The main methods used in the treatment of erectile dysfunction:

  1. Medication: PDE5 inhibitors such as sildenafil (Viagra), tadalafil (Cialis), vardenafil (Levitra), avanafil (Stendra) are drugs that are effectively used in the treatment of erectile dysfunction. These medicines relax the blood vessels of the penis and increase blood flow, leading to an erection. However, you should be informed about the side effects and use of these medicines. It should be noted that taking these medicines can be dangerous for people with heart disease.
  2. Injection of medication into the penis: Some medicines that are administered into the penis are injected directly into the penis to achieve an erection. This method allows the medicines to work quickly and may be preferable for some men when oral medicines are ineffective.
  3. Penile implants: Implants surgically inserted into the penis can be a permanent solution to erectile dysfunction. However, this method is more invasive than other treatment options and should be considered as a last resort.
  4. Behavioral therapy: For erectile dysfunction caused by psychological reasons, therapy sessions and counseling can help. Therapy techniques are used to change the person’s thoughts, feelings and behaviors.
  5. Sexual therapy: These are therapy sessions between couples to address sexual problems. By strengthening communication between partners, it helps to solve problems in the relationship.
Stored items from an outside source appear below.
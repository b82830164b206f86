//! # edition-pages
//!
//! Turn uploaded PDF editions into per-page images for a web viewer, and
//! keep the images, their database records and the paths the viewer uses
//! consistent with each other.
//!
//! ## Pipeline Overview
//!
//! ```text
//! edition (db)
//!  │
//!  ├─ 1. Source    resolve the stored document path against the web root
//!  ├─ 2. Convert   Ghostscript down a quality ladder, timeout per tier
//!  ├─ 3. Store     replace the edition's page rows in one transaction
//!  │
//!  ├─ Backlog     editions with a document but no pages → step 1
//!  └─ Audit       canonical paths, missing files, page counts, readiness
//! ```
//!
//! ## Quick Start
//!
//! ```rust,no_run
//! use edition_pages::{
//!     create_pool, AuditOptions, Auditor, BacklogScanner, EditionLocks, Ingestor,
//!     PipelineConfig,
//! };
//!
//! #[tokio::main]
//! async fn main() -> Result<(), Box<dyn std::error::Error>> {
//!     let config = PipelineConfig::builder()
//!         .database_url("sqlite:/var/www/editions.db")
//!         .web_root("/var/www/html")
//!         .build()?;
//!     let pool = create_pool(&config.database_url).await?;
//!     let ingestor = Ingestor::from_config(pool, &config, EditionLocks::new())?;
//!
//!     let scanner = BacklogScanner::from_config(ingestor, &config);
//!     let report = scanner.run_backlog().await?;
//!     eprintln!("{} processed, {} failed", report.succeeded, report.failed);
//!
//!     let audit = Auditor::new(scanner, AuditOptions::default()).run_audit().await?;
//!     eprintln!("{} paths rewritten", audit.paths_rewritten);
//!     Ok(())
//! }
//! ```
//!
//! ## Feature Flags
//!
//! | Feature | Default | Description |
//! |---------|---------|-------------|
//! | `cli`   | on      | Enables the `edition-pages` binary (clap + anyhow + tracing-subscriber + indicatif + serde_json) |
//!
//! Disable `cli` when embedding the library:
//! ```toml
//! edition-pages = { version = "0.1", default-features = false }
//! ```
//!
//! ## Rasteriser
//!
//! Conversion shells out to Ghostscript. The executable is found through
//! `EDITION_RASTERIZER_PATH`, then `PATH`, then the usual install
//! directories (see the `raster-locate` crate). Tests and embedders can
//! plug in any [`Rasterizer`] instead.

// ── Modules ──────────────────────────────────────────────────────────────

pub mod audit;
pub mod backlog;
pub mod config;
pub mod db;
pub mod error;
pub mod ingest;
pub mod lock;
pub mod output;
pub mod pipeline;
pub mod progress;

// ── Re-exports ───────────────────────────────────────────────────────────

pub use audit::{AuditOptions, Auditor};
pub use backlog::BacklogScanner;
pub use config::{AntiAlias, PageFormat, PipelineConfig, PipelineConfigBuilder, QualityProfile};
pub use db::{
    create_pool, ClaimRepository, Edition, EditionRepository, EditionStatus, NewEdition, Page,
    PageRepository,
};
pub use error::{IntegrityDefect, PipelineError, TierFailure};
pub use ingest::{Ingestor, ProcessedEdition};
pub use lock::{EditionGuard, EditionLocks};
pub use output::{AuditError, AuditReport, BacklogReport, EditionOutcome, NotReadyReason, Readiness};
pub use pipeline::normalize::{normalize, NormalizedPath};
pub use pipeline::rasterize::{GhostscriptRasterizer, RasterError, RasterRequest, Rasterizer};
pub use pipeline::tiers::{ConvertedPages, TieredConverter};
pub use progress::{BatchProgressCallback, NoopProgressCallback, ProgressCallback};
  6. Lifestyle changes: Adopting a healthy lifestyle can help prevent and treat erectile dysfunction. Steps such as exercising regularly, eating a healthy diet, reducing smoking and alcohol consumption, and avoiding stress can be useful in combating erectile dysfunction.

Treatment of erectile dysfunction may vary depending on the person’s age, health status, severity of the problem and personal preferences. Treatment options should therefore be discussed in detail with a health professional.